**Provided data**
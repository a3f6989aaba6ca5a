//! # Chain Parameters
//!
//! The finite configuration surface of the node. Parameters are fixed at
//! genesis and within an epoch; `validate()` rejects combinations the
//! protocol cannot run with.

use crate::primitives::U256;
use serde::{Deserialize, Serialize};
use thiserror::Error;

/// Hard cap on the validator set: the commit bitmap is one 64-bit word.
pub const MAX_VALIDATOR_SET_SIZE: u8 = 64;

/// Invalid parameter combinations.
#[derive(Clone, Debug, PartialEq, Eq, Error)]
pub enum ParamsError {
    #[error("validator_set_size {0} exceeds the bitmap capacity of 64")]
    ValidatorSetTooLarge(u8),
    #[error("validator_set_size must be at least 1")]
    EmptyValidatorSet,
    #[error("block_gas_limit must be non-zero")]
    ZeroGasLimit,
    #[error("epoch_length must be non-zero")]
    ZeroEpochLength,
    #[error("block_time_ms must be non-zero")]
    ZeroBlockTime,
    #[error("elasticity_multiplier must be non-zero")]
    ZeroElasticity,
    #[error("base_fee_change_denominator must be non-zero")]
    ZeroDenominator,
    #[error("max_extra_data_bytes {0} exceeds the protocol cap of 32")]
    ExtraDataCapTooLarge(usize),
    #[error("inactivity_threshold_percent {0} exceeds 100")]
    BadInactivityThreshold(u8),
}

/// Complete chain configuration.
#[derive(Clone, Debug, PartialEq, Eq, Serialize, Deserialize)]
pub struct ChainParameters {
    /// Replay-protection domain; signed into every transaction.
    pub chain_id: u32,
    /// Target interval between blocks.
    pub block_time_ms: u64,
    /// Gas ceiling per block.
    pub block_gas_limit: u64,
    pub max_block_size_bytes: usize,
    pub max_transactions_per_block: usize,
    pub max_transaction_data_bytes: usize,
    pub max_extra_data_bytes: usize,
    /// Admission floor for legacy gas prices.
    pub min_gas_price: U256,
    /// Base fee of block 1.
    pub initial_base_fee: U256,
    /// Flat credit to the proposer of every committed block.
    pub block_reward: U256,
    /// Bounds per-block base fee movement to 1/denominator.
    pub base_fee_change_denominator: u64,
    /// `target gas = block_gas_limit / elasticity_multiplier`.
    pub elasticity_multiplier: u64,
    pub transfer_gas_cost: u64,
    pub contract_deploy_gas_cost: u64,
    pub contract_call_gas_cost: u64,
    /// Active-set cap, at most 64.
    pub validator_set_size: u8,
    pub min_validator_stake: U256,
    /// Blocks per epoch; the validator set is fixed inside an epoch.
    pub epoch_length: u64,
    /// Blocks a withdrawal request waits before it matures.
    pub unbonding_period: u64,
    /// Validators signing fewer than this percentage of epoch blocks are
    /// penalized for inactivity.
    pub inactivity_threshold_percent: u8,
    pub token_decimals: u8,
    pub protocol_version: u32,
    /// Empty string selects the in-memory store.
    pub data_dir: String,
    /// `>= 0` enables validator mode with that bitmap index.
    pub validator_index: i32,
    /// Peer addresses to dial at startup.
    pub peers: Vec<String>,
    pub p2p_port: u16,
    pub rpc_port: u16,
}

impl Default for ChainParameters {
    fn default() -> Self {
        Self {
            chain_id: 31337,
            block_time_ms: 2000,
            block_gas_limit: 30_000_000,
            max_block_size_bytes: 4 * 1024 * 1024,
            max_transactions_per_block: 2048,
            max_transaction_data_bytes: 128 * 1024,
            max_extra_data_bytes: 32,
            min_gas_price: U256::one(),
            initial_base_fee: U256::from(1_000_000_000u64),
            block_reward: U256::zero(),
            base_fee_change_denominator: 8,
            elasticity_multiplier: 2,
            transfer_gas_cost: 21_000,
            contract_deploy_gas_cost: 500_000,
            contract_call_gas_cost: 50_000,
            validator_set_size: 4,
            min_validator_stake: U256::from(1_000_000u64),
            epoch_length: 100,
            unbonding_period: 200,
            inactivity_threshold_percent: 50,
            token_decimals: 18,
            protocol_version: 1,
            data_dir: String::new(),
            validator_index: -1,
            peers: Vec::new(),
            p2p_port: 30303,
            rpc_port: 8545,
        }
    }
}

impl ChainParameters {
    /// Reject configurations the protocol cannot run with.
    pub fn validate(&self) -> Result<(), ParamsError> {
        if self.validator_set_size > MAX_VALIDATOR_SET_SIZE {
            return Err(ParamsError::ValidatorSetTooLarge(self.validator_set_size));
        }
        if self.validator_set_size == 0 {
            return Err(ParamsError::EmptyValidatorSet);
        }
        if self.block_gas_limit == 0 {
            return Err(ParamsError::ZeroGasLimit);
        }
        if self.epoch_length == 0 {
            return Err(ParamsError::ZeroEpochLength);
        }
        if self.block_time_ms == 0 {
            return Err(ParamsError::ZeroBlockTime);
        }
        if self.elasticity_multiplier == 0 {
            return Err(ParamsError::ZeroElasticity);
        }
        if self.base_fee_change_denominator == 0 {
            return Err(ParamsError::ZeroDenominator);
        }
        if self.max_extra_data_bytes > 32 {
            return Err(ParamsError::ExtraDataCapTooLarge(self.max_extra_data_bytes));
        }
        if self.inactivity_threshold_percent > 100 {
            return Err(ParamsError::BadInactivityThreshold(
                self.inactivity_threshold_percent,
            ));
        }
        Ok(())
    }

    /// Gas usage the base-fee rule steers toward.
    pub fn gas_target(&self) -> u64 {
        self.block_gas_limit / self.elasticity_multiplier
    }

    /// True when this node participates in consensus.
    pub fn is_validator(&self) -> bool {
        self.validator_index >= 0
    }

    /// Epoch number containing the given height.
    pub fn epoch_of(&self, height: u64) -> u64 {
        height / self.epoch_length
    }

    /// True at the first height of an epoch.
    pub fn is_epoch_boundary(&self, height: u64) -> bool {
        height % self.epoch_length == 0
    }
}

#[cfg(test)]
mod tests {
    use super::*;

    #[test]
    fn defaults_validate() {
        ChainParameters::default().validate().unwrap();
    }

    #[test]
    fn bitmap_cap_enforced() {
        let mut params = ChainParameters::default();
        params.validator_set_size = 65;
        assert_eq!(
            params.validate(),
            Err(ParamsError::ValidatorSetTooLarge(65))
        );
        params.validator_set_size = 64;
        params.validate().unwrap();
    }

    #[test]
    fn epoch_arithmetic() {
        let mut params = ChainParameters::default();
        params.epoch_length = 100;
        assert_eq!(params.epoch_of(0), 0);
        assert_eq!(params.epoch_of(99), 0);
        assert_eq!(params.epoch_of(100), 1);
        assert!(params.is_epoch_boundary(0));
        assert!(params.is_epoch_boundary(200));
        assert!(!params.is_epoch_boundary(201));
    }

    #[test]
    fn gas_target_uses_elasticity() {
        let mut params = ChainParameters::default();
        params.block_gas_limit = 100_000_000;
        params.elasticity_multiplier = 2;
        assert_eq!(params.gas_target(), 50_000_000);
    }
}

**What is expected**
The word "True" may appear in several lines of the data; copy every line where it does.

**Exercise response**
    /// True when this node participates in consensus.
    /// True at the first height of an epoch.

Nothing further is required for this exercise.